Retype every line below precisely as it appears.
SUPPLIED DATA Block Start
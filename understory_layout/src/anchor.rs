// Copyright 2025 the Understory Authors
// SPDX-License-Identifier: Apache-2.0 OR MIT

//! Anchors: single rules relating a target rectangle to a reference rectangle.
//!
//! Edge anchors come in three relations, each parameterized by a [`Side`] of the
//! reference edge:
//!
//! - **align** moves the target so one of its edges meets the reference edge. The size
//!   is unchanged. With [`Side::Outer`] the target's facing edge meets the reference
//!   edge from outside (the target sits beyond the edge); with [`Side::Inner`] the
//!   matching edges coincide.
//! - **limit** clips the target to the allowed side of the reference edge. A target that
//!   does not cross the edge is left untouched, including when it merely touches it.
//!   A target entirely on the wrong side collapses to zero extent on the edge. Limits
//!   only ever shrink.
//! - **pull** places the same edge that align would, but resizes instead of moving: the
//!   opposite edge stays put, and the extent is clamped at zero.

use kurbo::{Insets, Rect, Vec2};

use crate::geometry::{
    extent, inset_rect, mid, move_max_to, move_mid_to, move_min_to, set_extent, set_span, span,
};
use crate::types::{Axes, Axis, Edge, Side};

/// A rule that mutates a target rectangle given a reference rectangle.
#[derive(Copy, Clone, Debug, PartialEq)]
pub enum Anchor {
    /// Move the target so its edge meets `edge` of the reference.
    ///
    /// `spacing` is a gap away from the reference for [`Side::Outer`] and an inset into
    /// the reference for [`Side::Inner`].
    Align {
        /// Reference edge.
        edge: Edge,
        /// Side of the reference edge the target ends up on.
        side: Side,
        /// Distance kept from the reference edge.
        spacing: f64,
    },
    /// Clip the target to one side of `edge` of the reference.
    ///
    /// A target that lies wholly on the disallowed side, even one whose far edge only
    /// touches the boundary, is not left in place: it collapses to zero extent on the
    /// boundary.
    Limit {
        /// Reference edge.
        edge: Edge,
        /// The allowed side.
        side: Side,
    },
    /// Resize the target so its edge meets `edge` of the reference.
    Pull {
        /// Reference edge.
        edge: Edge,
        /// Side of the reference edge the target ends up on.
        side: Side,
    },
    /// Align midpoints on the given axes.
    Center {
        /// Axes to center on.
        axes: Axes,
        /// Offset added to the reference midpoint.
        offset: Vec2,
    },
    /// Copy the reference extent on the given axes, multiplied by `multiplier`.
    ///
    /// The target's minimum edges are held.
    Size {
        /// Axes to copy.
        axes: Axes,
        /// Factor applied to the reference extent.
        multiplier: f64,
    },
    /// Make the target equal to the reference shrunk by insets.
    Equal(Insets),
    /// Shrink the target by insets. The reference is not consulted.
    Inset(Insets),
}

impl Edge {
    /// Align against this edge of the reference.
    #[must_use]
    pub const fn align(self, side: Side) -> Anchor {
        Anchor::Align {
            edge: self,
            side,
            spacing: 0.0,
        }
    }

    /// Align against this edge of the reference, keeping `spacing` from it.
    #[must_use]
    pub const fn align_spaced(self, side: Side, spacing: f64) -> Anchor {
        Anchor::Align {
            edge: self,
            side,
            spacing,
        }
    }

    /// Limit the target to `side` of this edge of the reference.
    #[must_use]
    pub const fn limit(self, side: Side) -> Anchor {
        Anchor::Limit { edge: self, side }
    }

    /// Pull the target to this edge of the reference.
    #[must_use]
    pub const fn pull(self, side: Side) -> Anchor {
        Anchor::Pull { edge: self, side }
    }
}

impl Anchor {
    /// Center horizontally.
    #[must_use]
    pub const fn center_x() -> Self {
        Self::Center {
            axes: Axes::HORIZONTAL,
            offset: Vec2::ZERO,
        }
    }

    /// Center vertically.
    #[must_use]
    pub const fn center_y() -> Self {
        Self::Center {
            axes: Axes::VERTICAL,
            offset: Vec2::ZERO,
        }
    }

    /// Center on both axes.
    #[must_use]
    pub const fn center() -> Self {
        Self::Center {
            axes: Axes::all(),
            offset: Vec2::ZERO,
        }
    }

    /// Copy the reference width.
    #[must_use]
    pub const fn width() -> Self {
        Self::Size {
            axes: Axes::HORIZONTAL,
            multiplier: 1.0,
        }
    }

    /// Copy the reference height.
    #[must_use]
    pub const fn height() -> Self {
        Self::Size {
            axes: Axes::VERTICAL,
            multiplier: 1.0,
        }
    }

    /// Copy the reference size.
    #[must_use]
    pub const fn size() -> Self {
        Self::Size {
            axes: Axes::all(),
            multiplier: 1.0,
        }
    }

    /// Mutates `rect` against `reference`.
    pub fn apply(&self, rect: &mut Rect, reference: Rect) {
        match *self {
            Self::Align {
                edge,
                side,
                spacing,
            } => align(rect, reference, edge, side, spacing),
            Self::Limit { edge, side } => limit(rect, reference, edge, side),
            Self::Pull { edge, side } => pull(rect, reference, edge, side),
            Self::Center { axes, offset } => {
                if axes.has(Axis::Horizontal) {
                    let center = mid(reference, Axis::Horizontal) + offset.x;
                    move_mid_to(rect, Axis::Horizontal, center);
                }
                if axes.has(Axis::Vertical) {
                    let center = mid(reference, Axis::Vertical) + offset.y;
                    move_mid_to(rect, Axis::Vertical, center);
                }
            }
            Self::Size { axes, multiplier } => {
                for axis in [Axis::Horizontal, Axis::Vertical] {
                    if axes.has(axis) {
                        set_extent(rect, axis, extent(reference, axis) * multiplier);
                    }
                }
            }
            Self::Equal(insets) => *rect = inset_rect(reference, insets),
            Self::Inset(insets) => *rect = inset_rect(*rect, insets),
        }
    }
}

/// Coordinate of `edge` on `reference`.
fn boundary(reference: Rect, edge: Edge) -> f64 {
    let (min, max) = span(reference, edge.axis());
    if edge.is_max() { max } else { min }
}

/// Whether the target edge that meets the boundary is its maximum edge.
fn meets_with_max(edge: Edge, side: Side) -> bool {
    match side {
        Side::Inner => edge.is_max(),
        Side::Outer => !edge.is_max(),
    }
}

fn align(rect: &mut Rect, reference: Rect, edge: Edge, side: Side, spacing: f64) {
    let axis = edge.axis();
    let outward = if edge.is_max() { 1.0 } else { -1.0 };
    let direction = match side {
        Side::Outer => outward,
        Side::Inner => -outward,
    };
    let target = boundary(reference, edge) + spacing * direction;
    if meets_with_max(edge, side) {
        move_max_to(rect, axis, target);
    } else {
        move_min_to(rect, axis, target);
    }
}

fn limit(rect: &mut Rect, reference: Rect, edge: Edge, side: Side) {
    let axis = edge.axis();
    let b = boundary(reference, edge);
    // Allowed half-space is `>= b` beyond a max edge or inside a min edge.
    let allowed_above = edge.is_max() == (side == Side::Outer);
    let (min, max) = span(*rect, axis);
    if allowed_above {
        set_span(rect, axis, min.max(b), max.max(b));
    } else {
        set_span(rect, axis, min.min(b), max.min(b));
    }
}

fn pull(rect: &mut Rect, reference: Rect, edge: Edge, side: Side) {
    let axis = edge.axis();
    let b = boundary(reference, edge);
    let (min, max) = span(*rect, axis);
    if meets_with_max(edge, side) {
        set_span(rect, axis, min.min(b), b);
    } else {
        set_span(rect, axis, b, max.max(b));
    }
}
SUPPLIED DATA Block End
WRITTEN SOLUTION
filename understory_layout/src/anchor.rs
// Copyright 2025 the Understory Authors
// SPDX-License-Identifier: Apache-2.0 OR MIT

//! Anchors: single rules relating a target rectangle to a reference rectangle.
//!
//! Edge anchors come in three relations, each parameterized by a [`Side`] of the
//! reference edge:
//!
//! - **align** moves the target so one of its edges meets the reference edge. The size
//!   is unchanged. With [`Side::Outer`] the target's facing edge meets the reference
//!   edge from outside (the target sits beyond the edge); with [`Side::Inner`] the
//!   matching edges coincide.
//! - **limit** clips the target to the allowed side of the reference edge. A target that
//!   does not cross the edge is left untouched, including when it merely touches it.
//!   A target entirely on the wrong side collapses to zero extent on the edge. Limits
//!   only ever shrink.
//! - **pull** places the same edge that align would, but resizes instead of moving: the
//!   opposite edge stays put, and the extent is clamped at zero.

use kurbo::{Insets, Rect, Vec2};

use crate::geometry::{
    extent, inset_rect, mid, move_max_to, move_mid_to, move_min_to, set_extent, set_span, span,
};
use crate::types::{Axes, Axis, Edge, Side};

/// A rule that mutates a target rectangle given a reference rectangle.
#[derive(Copy, Clone, Debug, PartialEq)]
pub enum Anchor {
    /// Move the target so its edge meets `edge` of the reference.
    ///
    /// `spacing` is a gap away from the reference for [`Side::Outer`] and an inset into
    /// the reference for [`Side::Inner`].
    Align {
        /// Reference edge.
        edge: Edge,
        /// Side of the reference edge the target ends up on.
        side: Side,
        /// Distance kept from the reference edge.
        spacing: f64,
    },
    /// Clip the target to one side of `edge` of the reference.
    ///
    /// A target that lies wholly on the disallowed side, even one whose far edge only
    /// touches the boundary, is not left in place: it collapses to zero extent on the
    /// boundary.
    Limit {
        /// Reference edge.
        edge: Edge,
        /// The allowed side.
        side: Side,
    },
    /// Resize the target so its edge meets `edge` of the reference.
    Pull {
        /// Reference edge.
        edge: Edge,
        /// Side of the reference edge the target ends up on.
        side: Side,
    },
    /// Align midpoints on the given axes.
    Center {
        /// Axes to center on.
        axes: Axes,
        /// Offset added to the reference midpoint.
        offset: Vec2,
    },
    /// Copy the reference extent on the given axes, multiplied by `multiplier`.
    ///
    /// The target's minimum edges are held.
    Size {
        /// Axes to copy.
        axes: Axes,
        /// Factor applied to the reference extent.
        multiplier: f64,
    },
    /// Make the target equal to the reference shrunk by insets.
    Equal(Insets),
    /// Shrink the target by insets. The reference is not consulted.
    Inset(Insets),
}

impl Edge {
    /// Align against this edge of the reference.
    #[must_use]
    pub const fn align(self, side: Side) -> Anchor {
        Anchor::Align {
            edge: self,
            side,
            spacing: 0.0,
        }
    }

    /// Align against this edge of the reference, keeping `spacing` from it.
    #[must_use]
    pub const fn align_spaced(self, side: Side, spacing: f64) -> Anchor {
        Anchor::Align {
            edge: self,
            side,
            spacing,
        }
    }

    /// Limit the target to `side` of this edge of the reference.
    #[must_use]
    pub const fn limit(self, side: Side) -> Anchor {
        Anchor::Limit { edge: self, side }
    }

    /// Pull the target to this edge of the reference.
    #[must_use]
    pub const fn pull(self, side: Side) -> Anchor {
        Anchor::Pull { edge: self, side }
    }
}

impl Anchor {
    /// Center horizontally.
    #[must_use]
    pub const fn center_x() -> Self {
        Self::Center {
            axes: Axes::HORIZONTAL,
            offset: Vec2::ZERO,
        }
    }

    /// Center vertically.
    #[must_use]
    pub const fn center_y() -> Self {
        Self::Center {
            axes: Axes::VERTICAL,
            offset: Vec2::ZERO,
        }
    }

    /// Center on both axes.
    #[must_use]
    pub const fn center() -> Self {
        Self::Center {
            axes: Axes::all(),
            offset: Vec2::ZERO,
        }
    }

    /// Copy the reference width.
    #[must_use]
    pub const fn width() -> Self {
        Self::Size {
            axes: Axes::HORIZONTAL,
            multiplier: 1.0,
        }
    }

    /// Copy the reference height.
    #[must_use]
    pub const fn height() -> Self {
        Self::Size {
            axes: Axes::VERTICAL,
            multiplier: 1.0,
        }
    }

    /// Copy the reference size.
    #[must_use]
    pub const fn size() -> Self {
        Self::Size {
            axes: Axes::all(),
            multiplier: 1.0,
        }
    }

    /// Mutates `rect` against `reference`.
    pub fn apply(&self, rect: &mut Rect, reference: Rect) {
        match *self {
            Self::Align {
                edge,
                side,
                spacing,
            } => align(rect, reference, edge, side, spacing),
            Self::Limit { edge, side } => limit(rect, reference, edge, side),
            Self::Pull { edge, side } => pull(rect, reference, edge, side),
            Self::Center { axes, offset } => {
                if axes.has(Axis::Horizontal) {
                    let center = mid(reference, Axis::Horizontal) + offset.x;
                    move_mid_to(rect, Axis::Horizontal, center);
                }
                if axes.has(Axis::Vertical) {
                    let center = mid(reference, Axis::Vertical) + offset.y;
                    move_mid_to(rect, Axis::Vertical, center);
                }
            }
            Self::Size { axes, multiplier } => {
                for axis in [Axis::Horizontal, Axis::Vertical] {
                    if axes.has(axis) {
                        set_extent(rect, axis, extent(reference, axis) * multiplier);
                    }
                }
            }
            Self::Equal(insets) => *rect = inset_rect(reference, insets),
            Self::Inset(insets) => *rect = inset_rect(*rect, insets),
        }
    }
}

/// Coordinate of `edge` on `reference`.
fn boundary(reference: Rect, edge: Edge) -> f64 {
    let (min, max) = span(reference, edge.axis());
    if edge.is_max() { max } else { min }
}

/// Whether the target edge that meets the boundary is its maximum edge.
fn meets_with_max(edge: Edge, side: Side) -> bool {
    match side {
        Side::Inner => edge.is_max(),
        Side::Outer => !edge.is_max(),
    }
}

fn align(rect: &mut Rect, reference: Rect, edge: Edge, side: Side, spacing: f64) {
    let axis = edge.axis();
    let outward = if edge.is_max() { 1.0 } else { -1.0 };
    let direction = match side {
        Side::Outer => outward,
        Side::Inner => -outward,
    };
    let target = boundary(reference, edge) + spacing * direction;
    if meets_with_max(edge, side) {
        move_max_to(rect, axis, target);
    } else {
        move_min_to(rect, axis, target);
    }
}

fn limit(rect: &mut Rect, reference: Rect, edge: Edge, side: Side) {
    let axis = edge.axis();
    let b = boundary(reference, edge);
    // Allowed half-space is `>= b` beyond a max edge or inside a min edge.
    let allowed_above = edge.is_max() == (side == Side::Outer);
    let (min, max) = span(*rect, axis);
    if allowed_above {
        set_span(rect, axis, min.max(b), max.max(b));
    } else {
        set_span(rect, axis, min.min(b), max.min(b));
    }
}

fn pull(rect: &mut Rect, reference: Rect, edge: Edge, side: Side) {
    let axis = edge.axis();
    let b = boundary(reference, edge);
    let (min, max) = span(*rect, axis);
    if meets_with_max(edge, side) {
        set_span(rect, axis, min.min(b), b);
    } else {
        set_span(rect, axis, b, max.max(b));
    }
}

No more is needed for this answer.